Vemos pues como todos estos filósofos tan opuestos entre sí y por razones distintas confluyen en un mismo punto que es el análisis del lenguaje, unos para fijar los límites de la experiencia, y otros porque el lenguaje es la manifestación más evidente del ser.
La ontología del s. XX es muy importante. Ya hemos hablado en otras ocasiones del ser y del lenguaje. Hemos dicho que el ser del hombre consiste en tener-que-ser siempre él mismo, ese yo único y diferencial del que él es consciente, y que este tener-que-ser se le impone de forma permanente, día tras día, desde su nacimiento hasta su muerte; también hemos comentado la importancia del lenguaje, que dejamos reflejada en la famosa frase de Heidegger que dice que “El lenguaje es la casa del ser”; finalmente, en algún sitio hemos dicho que el hombre, en su condición de ser-descubridor, es el medio para que se devele ante él el ser del mundo, que no es otra cosa que su propia significatividad. A todo esto podemos añadir un par de matices.
Uno de ellos se debe a Heidegger que nos dice que el ser no es algo que esté ahí, en alguna parte, de manera presencial, como ha considerado siempre la tradición filosófica. El mundo actual, dominado por la ciencia y por la técnica, ha puesto de manifiesto que las cosas van perdiendo su propia identidad al tiempo que cobran importancia las relaciones de unas con otras, fundadas en el carácter instrumental de las propias cosas. Por eso el ser ya no se deja pensar como presencia de algo sino como un acaecer, como algo que acaece, siendo este acaecimiento lo que marca la relación entre el ser y el hombre, de manera que solo cuando éste tiene lugar es cuando el ser se entrega al hombre. Y según el filósofo Gadamer, la forma en que se manifiesta este acaecer es la de un acaecer lingüístico, un llamamiento dirigido a la escucha humana que abre un diálogo entre el hombre y el ser.
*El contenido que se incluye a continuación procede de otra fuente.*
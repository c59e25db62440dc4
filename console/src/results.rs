//! Bounded log of test fire outcomes.
//!
//! Results are client-local and never persisted. The log keeps the
//! [`MAX_TEST_RESULTS`] most recent entries, newest first; pushing onto a full
//! log evicts the oldest entry.

use std::collections::VecDeque;

use chrono::{DateTime, Utc};
use hookboard_client::TestFireResponse;
use serde::Serialize;
use serde_json::Value;

/// Number of results retained.
pub const MAX_TEST_RESULTS: usize = 10;

/// Event id recorded when the backend does not echo one.
pub const UNKNOWN_EVENT_ID: &str = "unknown";

/// Event id recorded when the request never produced a response.
pub const ERROR_EVENT_ID: &str = "error";

/// Error text recorded for a non-2xx test fire.
pub const SEND_FAILED_MESSAGE: &str = "Failed to send webhook";

/// Outcome of one test fire.
#[derive(Debug, Clone, PartialEq, Serialize)]
#[serde(rename_all = "camelCase")]
pub struct TestResult {
    pub success: bool,
    pub event_id: String,
    pub timestamp: DateTime<Utc>,
    #[serde(skip_serializing_if = "Option::is_none")]
    pub response: Option<Value>,
    #[serde(skip_serializing_if = "Option::is_none")]
    pub error: Option<String>,
}

impl TestResult {
    /// Builds a result from an HTTP response.
    ///
    /// A 2xx status is a success carrying the echoed `eventId` (or
    /// [`UNKNOWN_EVENT_ID`]). Any other status is a failure with
    /// [`SEND_FAILED_MESSAGE`] and the body kept as the response.
    #[must_use]
    pub fn from_response(response: TestFireResponse, at: DateTime<Utc>) -> Self {
        let success = response.is_success();
        let event_id = response
            .event_id()
            .unwrap_or(UNKNOWN_EVENT_ID)
            .to_string();

        Self {
            success,
            event_id,
            timestamp: at,
            response: Some(response.body),
            error: (!success).then(|| SEND_FAILED_MESSAGE.to_string()),
        }
    }

    /// Builds a failure for a request that produced no usable response.
    #[must_use]
    pub fn failure(error: impl Into<String>, at: DateTime<Utc>) -> Self {
        Self {
            success: false,
            event_id: ERROR_EVENT_ID.to_string(),
            timestamp: at,
            response: None,
            error: Some(error.into()),
        }
    }
}

/// Newest-first ring of [`TestResult`]s.
#[derive(Debug, Clone)]
pub struct TestResultLog {
    entries: VecDeque<TestResult>,
    capacity: usize,
}

impl Default for TestResultLog {
    fn default() -> Self {
        Self::new()
    }
}

impl TestResultLog {
    /// Creates an empty log holding [`MAX_TEST_RESULTS`] entries.
    #[must_use]
    pub fn new() -> Self {
        Self::with_capacity(MAX_TEST_RESULTS)
    }

    /// Creates an empty log with a custom capacity (at least 1).
    #[must_use]
    pub fn with_capacity(capacity: usize) -> Self {
        let capacity = capacity.max(1);
        Self {
            entries: VecDeque::with_capacity(capacity),
            capacity,
        }
    }

    /// Records a result at the head, returning the evicted oldest entry if
    /// the log was full.
    pub fn push(&mut self, result: TestResult) -> Option<TestResult> {
        self.entries.push_front(result);
        if self.entries.len() > self.capacity {
            self.entries.pop_back()
        } else {
            None
        }
    }

    /// Most recent result.
    #[must_use]
    pub fn latest(&self) -> Option<&TestResult> {
        self.entries.front()
    }

    /// Iterates newest first.
    pub fn iter(&self) -> impl Iterator<Item = &TestResult> {
        self.entries.iter()
    }

    #[must_use]
    pub fn len(&self) -> usize {
        self.entries.len()
    }

    #[must_use]
    pub fn is_empty(&self) -> bool {
        self.entries.is_empty()
    }

    #[must_use]
    pub fn capacity(&self) -> usize {
        self.capacity
    }

    pub fn clear(&mut self) {
        self.entries.clear();
    }
}

#[cfg(test)]
mod tests {
    use super::*;
    use chrono::TimeZone;
    use serde_json::json;

    fn at(secs: i64) -> DateTime<Utc> {
        Utc.timestamp_opt(1_714_557_600 + secs, 0).unwrap()
    }

    fn numbered(n: usize) -> TestResult {
        TestResult {
            success: true,
            event_id: format!("evt_{n}"),
            timestamp: at(n as i64),
            response: None,
            error: None,
        }
    }

    #[test]
    fn success_response_uses_echoed_event_id() {
        let result = TestResult::from_response(
            TestFireResponse {
                status: 201,
                body: json!({"eventId": "evt_abc", "status": "queued"}),
            },
            at(0),
        );
        assert!(result.success);
        assert_eq!(result.event_id, "evt_abc");
        assert!(result.error.is_none());
        assert_eq!(result.response.unwrap()["status"], "queued");
    }

    #[test]
    fn success_without_event_id_is_unknown() {
        let result = TestResult::from_response(
            TestFireResponse {
                status: 200,
                body: json!({}),
            },
            at(0),
        );
        assert!(result.success);
        assert_eq!(result.event_id, UNKNOWN_EVENT_ID);
    }

    #[test]
    fn non_success_status_is_failure_with_body() {
        let result = TestResult::from_response(
            TestFireResponse {
                status: 404,
                body: json!({"message": "Subscription not found"}),
            },
            at(0),
        );
        assert!(!result.success);
        assert_eq!(result.event_id, UNKNOWN_EVENT_ID);
        assert_eq!(result.error.as_deref(), Some(SEND_FAILED_MESSAGE));
        assert_eq!(
            result.response.unwrap()["message"],
            "Subscription not found"
        );
    }

    #[test]
    fn failure_uses_error_event_id() {
        let result = TestResult::failure("connection refused", at(0));
        assert!(!result.success);
        assert_eq!(result.event_id, ERROR_EVENT_ID);
        assert_eq!(result.error.as_deref(), Some("connection refused"));
        assert!(result.response.is_none());
    }

    #[test]
    fn log_keeps_newest_first() {
        let mut log = TestResultLog::new();
        log.push(numbered(1));
        log.push(numbered(2));
        log.push(numbered(3));

        let ids: Vec<_> = log.iter().map(|r| r.event_id.as_str()).collect();
        assert_eq!(ids, vec!["evt_3", "evt_2", "evt_1"]);
        assert_eq!(log.latest().unwrap().event_id, "evt_3");
    }

    #[test]
    fn log_retains_only_ten_most_recent() {
        let mut log = TestResultLog::new();
        let mut evicted = Vec::new();
        for n in 1..=13 {
            if let Some(old) = log.push(numbered(n)) {
                evicted.push(old.event_id);
            }
        }

        assert_eq!(log.len(), MAX_TEST_RESULTS);
        assert_eq!(evicted, vec!["evt_1", "evt_2", "evt_3"]);

        let ids: Vec<_> = log.iter().map(|r| r.event_id.clone()).collect();
        let expected: Vec<_> = (4..=13).rev().map(|n| format!("evt_{n}")).collect();
        assert_eq!(ids, expected);
    }

    #[test]
    fn zero_capacity_is_clamped() {
        let mut log = TestResultLog::with_capacity(0);
        assert_eq!(log.capacity(), 1);
        log.push(numbered(1));
        assert_eq!(log.push(numbered(2)).unwrap().event_id, "evt_1");
        assert_eq!(log.len(), 1);
    }

    #[test]
    fn serializes_camel_case_without_empty_fields() {
        let value = serde_json::to_value(numbered(7)).unwrap();
        assert_eq!(value["eventId"], "evt_7");
        assert!(value.get("error").is_none());
        assert!(value.get("response").is_none());
    }
}
//! Authentication state for the console.
//!
//! [`AuthContext`] is an explicit state container over
//! `{Loading, Unauthenticated, Authenticated}` that views receive by reference.
//! It owns no global state: the token lives in the [`SessionStore`] the
//! [`ApiClient`] was built with.
//!
//! ```text
//!            restore(): token + profile ok
//! Loading ───────────────────────────────────► Authenticated(user)
//!    │                                              │   ▲
//!    │ restore(): no token / profile failed         │   │ login()/register() ok
//!    ▼                                              ▼   │
//! Unauthenticated ◄──── logout() / SessionEvent::Expired
//! ```
//!
//! [`SessionStore`]: crate::session::SessionStore

use tracing::{debug, info, warn};

use crate::api::{ApiClient, SessionEvent};
use crate::error::{AuthError, RequestError};
use crate::types::{AuthResponse, User};

/// Authentication state.
#[derive(Debug, Clone, PartialEq, Eq, Default)]
pub enum AuthState {
    /// Session restore has not settled yet.
    #[default]
    Loading,
    /// No usable session.
    Unauthenticated,
    /// Signed in as the given user.
    Authenticated(User),
}

/// Holds the authentication state and exposes login, register and logout.
#[derive(Debug)]
pub struct AuthContext {
    api: ApiClient,
    state: AuthState,
}

impl AuthContext {
    /// Creates a context in the [`AuthState::Loading`] state.
    #[must_use]
    pub fn new(api: ApiClient) -> Self {
        Self {
            api,
            state: AuthState::Loading,
        }
    }

    /// The API client this context authenticates.
    #[must_use]
    pub fn api(&self) -> &ApiClient {
        &self.api
    }

    #[must_use]
    pub fn state(&self) -> &AuthState {
        &self.state
    }

    #[must_use]
    pub fn is_loading(&self) -> bool {
        self.state == AuthState::Loading
    }

    #[must_use]
    pub fn is_authenticated(&self) -> bool {
        matches!(self.state, AuthState::Authenticated(_))
    }

    /// The signed-in user, if any.
    #[must_use]
    pub fn user(&self) -> Option<&User> {
        match &self.state {
            AuthState::Authenticated(user) => Some(user),
            _ => None,
        }
    }

    /// The signed-in user, or [`AuthError::NotAuthenticated`].
    pub fn require_user(&self) -> Result<&User, AuthError> {
        self.user().ok_or(AuthError::NotAuthenticated)
    }

    /// Restores a persisted session.
    ///
    /// With a stored token the profile is fetched: success authenticates, any
    /// failure clears the token. Without a token the context becomes
    /// unauthenticated immediately.
    pub async fn restore(&mut self) -> &AuthState {
        if self.begin_restore() {
            let result = self.api.profile().await;
            self.complete_restore(result);
        }
        &self.state
    }

    /// First half of [`AuthContext::restore`] for callers that fetch the
    /// profile themselves. Returns true if a profile fetch is needed; without
    /// a stored token the context becomes unauthenticated immediately.
    pub fn begin_restore(&mut self) -> bool {
        if self.api.is_authenticated() {
            self.state = AuthState::Loading;
            return true;
        }
        debug!("No stored session");
        self.state = AuthState::Unauthenticated;
        false
    }

    /// Signs in. On failure the state is left unchanged.
    pub async fn login(&mut self, email: &str, password: &str) -> Result<&User, AuthError> {
        let response = self.api.login(email, password).await.map_err(|e| {
            warn!(error = %e, "Login failed");
            e
        })?;
        self.establish(response)
    }

    /// Creates an account and signs in. On failure the state is left unchanged.
    pub async fn register(&mut self, email: &str, password: &str) -> Result<&User, AuthError> {
        let response = self.api.register(email, password).await.map_err(|e| {
            warn!(error = %e, "Registration failed");
            e
        })?;
        self.establish(response)
    }

    /// Signs out locally. No backend call is made.
    pub fn logout(&mut self) {
        if let Err(e) = self.api.session().remove_token() {
            warn!(error = %e, "Failed to clear session token");
        }
        self.state = AuthState::Unauthenticated;
        info!("Logged out");
    }

    /// Applies a session notification from the API client.
    pub fn handle_session_event(&mut self, event: &SessionEvent) {
        match event {
            SessionEvent::Expired { path } => {
                debug!(path = %path, "Session expired");
                self.state = AuthState::Unauthenticated;
            }
        }
    }

    /// Adopts a session produced by a successful login or registration.
    ///
    /// Used directly by callers that performed the request themselves.
    pub fn establish(&mut self, response: AuthResponse) -> Result<&User, AuthError> {
        self.api.session().set_token(&response.access_token)?;
        info!(email = %response.user.email, "Signed in");
        self.state = AuthState::Authenticated(response.user);
        self.require_user()
    }

    /// Settles a session restore with the result of a profile fetch.
    pub fn complete_restore(&mut self, result: Result<User, RequestError>) {
        match result {
            Ok(user) => {
                info!(email = %user.email, "Session restored");
                self.state = AuthState::Authenticated(user);
            }
            Err(e) => {
                warn!(error = %e, "Stored session rejected");
                if let Err(e) = self.api.session().remove_token() {
                    warn!(error = %e, "Failed to clear session token");
                }
                self.state = AuthState::Unauthenticated;
            }
        }
    }
}

#[cfg(test)]
mod tests {
    use super::*;
    use std::path::PathBuf;
    use std::sync::Arc;

    use crate::config::Config;
    use crate::session::{MemorySessionStore, SessionStore};

    fn context_with_store(store: Arc<MemorySessionStore>) -> AuthContext {
        // Port 9 (discard) is never contacted by these tests.
        let config = Config::new("http://127.0.0.1:9", PathBuf::from("/unused"));
        let api = ApiClient::new(&config, store).unwrap();
        AuthContext::new(api)
    }

    fn user(email: &str) -> User {
        User {
            id: "usr_1".to_string(),
            email: email.to_string(),
            created_at: None,
        }
    }

    #[test]
    fn starts_loading() {
        let auth = context_with_store(Arc::new(MemorySessionStore::new()));
        assert!(auth.is_loading());
        assert!(auth.user().is_none());
        assert!(matches!(
            auth.require_user(),
            Err(AuthError::NotAuthenticated)
        ));
    }

    #[tokio::test]
    async fn restore_without_token_is_unauthenticated() {
        let mut auth = context_with_store(Arc::new(MemorySessionStore::new()));
        assert_eq!(auth.restore().await, &AuthState::Unauthenticated);
    }

    #[test]
    fn begin_restore_reports_whether_a_fetch_is_needed() {
        let mut without = context_with_store(Arc::new(MemorySessionStore::new()));
        assert!(!without.begin_restore());
        assert_eq!(without.state(), &AuthState::Unauthenticated);

        let mut with = context_with_store(Arc::new(MemorySessionStore::with_token("tok")));
        assert!(with.begin_restore());
        assert!(with.is_loading());
    }

    #[test]
    fn establish_persists_token_and_authenticates() {
        let store = Arc::new(MemorySessionStore::new());
        let mut auth = context_with_store(store.clone());

        let signed_in = auth
            .establish(AuthResponse {
                access_token: "tok_123".to_string(),
                user: user("a@b.com"),
            })
            .unwrap()
            .clone();

        assert_eq!(signed_in.email, "a@b.com");
        assert!(auth.is_authenticated());
        assert_eq!(store.get_token().unwrap().expose(), "tok_123");
    }

    #[test]
    fn logout_clears_token_and_state() {
        let store = Arc::new(MemorySessionStore::with_token("tok"));
        let mut auth = context_with_store(store.clone());
        auth.complete_restore(Ok(user("a@b.com")));
        assert!(auth.is_authenticated());

        auth.logout();

        assert_eq!(auth.state(), &AuthState::Unauthenticated);
        assert!(!store.has_token());
    }

    #[test]
    fn failed_restore_clears_token() {
        let store = Arc::new(MemorySessionStore::with_token("stale"));
        let mut auth = context_with_store(store.clone());

        auth.complete_restore(Err(RequestError::Status {
            status: 500,
            message: "boom".to_string(),
        }));

        assert_eq!(auth.state(), &AuthState::Unauthenticated);
        assert!(!store.has_token());
    }

    #[test]
    fn expired_session_event_signs_out() {
        let mut auth = context_with_store(Arc::new(MemorySessionStore::new()));
        auth.complete_restore(Ok(user("a@b.com")));

        auth.handle_session_event(&SessionEvent::Expired {
            path: "/webhooks".to_string(),
        });

        assert!(!auth.is_authenticated());
    }
}
//! Error types for the Hookboard console.
//!
//! View operations return these instead of swallowing failures, so the caller
//! decides how to render them.

use hookboard_client::{ClientError, RequestError};
use thiserror::Error;

/// Errors raised by dashboard operations.
#[derive(Error, Debug)]
pub enum DashboardError {
    /// The backend call failed.
    #[error(transparent)]
    Request(#[from] RequestError),

    /// No subscription with this id is in the loaded list.
    #[error("unknown subscription: {0}")]
    UnknownSubscription(String),

    /// The action is not offered for the subscription's current state.
    #[error("cannot {action} subscription {id} in its current state")]
    ActionUnavailable { action: &'static str, id: String },

    /// Another action is still in flight.
    #[error("another request is still pending")]
    Busy,

    /// Submit was called with no create form open.
    #[error("no subscription form is open")]
    NoForm,

    /// A create form field failed validation.
    #[error("{field}: {message}")]
    Invalid { field: &'static str, message: String },

    /// Confirm was called with no pending deletion.
    #[error("no deletion awaiting confirmation")]
    NothingToConfirm,

    /// A response arrived for a request that has since been superseded.
    #[error("response superseded by a newer request")]
    Stale,
}

/// Errors raised by tester operations.
#[derive(Error, Debug)]
pub enum TesterError {
    /// The backend call failed.
    #[error(transparent)]
    Request(#[from] RequestError),

    /// Send was requested without choosing a subscription.
    #[error("please select a subscription")]
    NoSubscriptionSelected,

    /// No active subscription with this id is loaded.
    #[error("unknown or inactive subscription: {0}")]
    UnknownSubscription(String),

    /// A test send is already in flight.
    #[error("a test webhook is already being sent")]
    SendInProgress,

    /// The custom payload is not valid JSON. The failure has been recorded as
    /// a test result.
    #[error("invalid custom payload: {0}")]
    InvalidPayload(String),

    /// A response arrived for a request that has since been superseded.
    #[error("response superseded by a newer request")]
    Stale,

    /// The tunnel collaborator failed.
    #[error(transparent)]
    Tunnel(#[from] TunnelError),
}

/// Errors raised by a tunnel implementation.
#[derive(Error, Debug, Clone, PartialEq, Eq)]
pub enum TunnelError {
    /// The tunnel could not be established.
    #[error("failed to start tunnel: {0}")]
    StartFailed(String),

    /// The tunnel could not be torn down cleanly.
    #[error("failed to stop tunnel: {0}")]
    StopFailed(String),
}

/// Errors that can occur during TUI operation.
#[derive(Error, Debug)]
pub enum TuiError {
    /// Terminal initialization failed.
    #[error("failed to initialize terminal: {0}")]
    TerminalInit(#[source] std::io::Error),

    /// Terminal rendering failed.
    #[error("render error: {0}")]
    Render(#[source] std::io::Error),

    /// Event handling error.
    #[error("event error: {0}")]
    Event(String),
}

/// Top-level console error.
#[derive(Error, Debug)]
pub enum ConsoleError {
    #[error(transparent)]
    Client(#[from] ClientError),

    #[error("dashboard error: {0}")]
    Dashboard(#[from] DashboardError),

    #[error("tester error: {0}")]
    Tester(#[from] TesterError),

    #[error("TUI error: {0}")]
    Tui(#[from] TuiError),
}

#[cfg(test)]
mod tests {
    use super::*;

    #[test]
    fn dashboard_action_unavailable_display() {
        let err = DashboardError::ActionUnavailable {
            action: "delete",
            id: "sub_1".to_string(),
        };
        assert_eq!(
            err.to_string(),
            "cannot delete subscription sub_1 in its current state"
        );
    }

    #[test]
    fn dashboard_invalid_display() {
        let err = DashboardError::Invalid {
            field: "source URL",
            message: "is required".to_string(),
        };
        assert_eq!(err.to_string(), "source URL: is required");
    }

    #[test]
    fn dashboard_request_is_transparent() {
        let err: DashboardError = RequestError::Status {
            status: 404,
            message: "Subscription not found".to_string(),
        }
        .into();
        assert_eq!(err.to_string(), "server error: 404 - Subscription not found");
    }

    #[test]
    fn tester_no_selection_display() {
        assert_eq!(
            TesterError::NoSubscriptionSelected.to_string(),
            "please select a subscription"
        );
    }

    #[test]
    fn tunnel_error_converts_into_tester_error() {
        let err: TesterError = TunnelError::StartFailed("port busy".to_string()).into();
        assert_eq!(err.to_string(), "failed to start tunnel: port busy");
    }

    #[test]
    fn tui_error_source_chain() {
        use std::error::Error;

        let io_err = std::io::Error::other("raw mode failed");
        let err = TuiError::TerminalInit(io_err);
        assert!(err.source().is_some());
        assert_eq!(
            err.to_string(),
            "failed to initialize terminal: raw mode failed"
        );
    }

    #[test]
    fn console_error_wraps_tui_error() {
        let err: ConsoleError = TuiError::Event("poll timeout".to_string()).into();
        assert_eq!(err.to_string(), "TUI error: event error: poll timeout");
    }
}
Fotografía.- La conquista del filósofo. Cuadro de Giorgio de Chirico, fundador del movimiento artístico «Pintura metafísica»
Una gran entrada Enrique. Me ha aclarado muchos conceptos. Soy un lego en la materia filosófica pero me produce mucha curiosidad. Ahora ando metido en intentar entender por qué la filosofía del siglo XX es tan variada. Y ahí me encuentro con tu entrada. Gracias.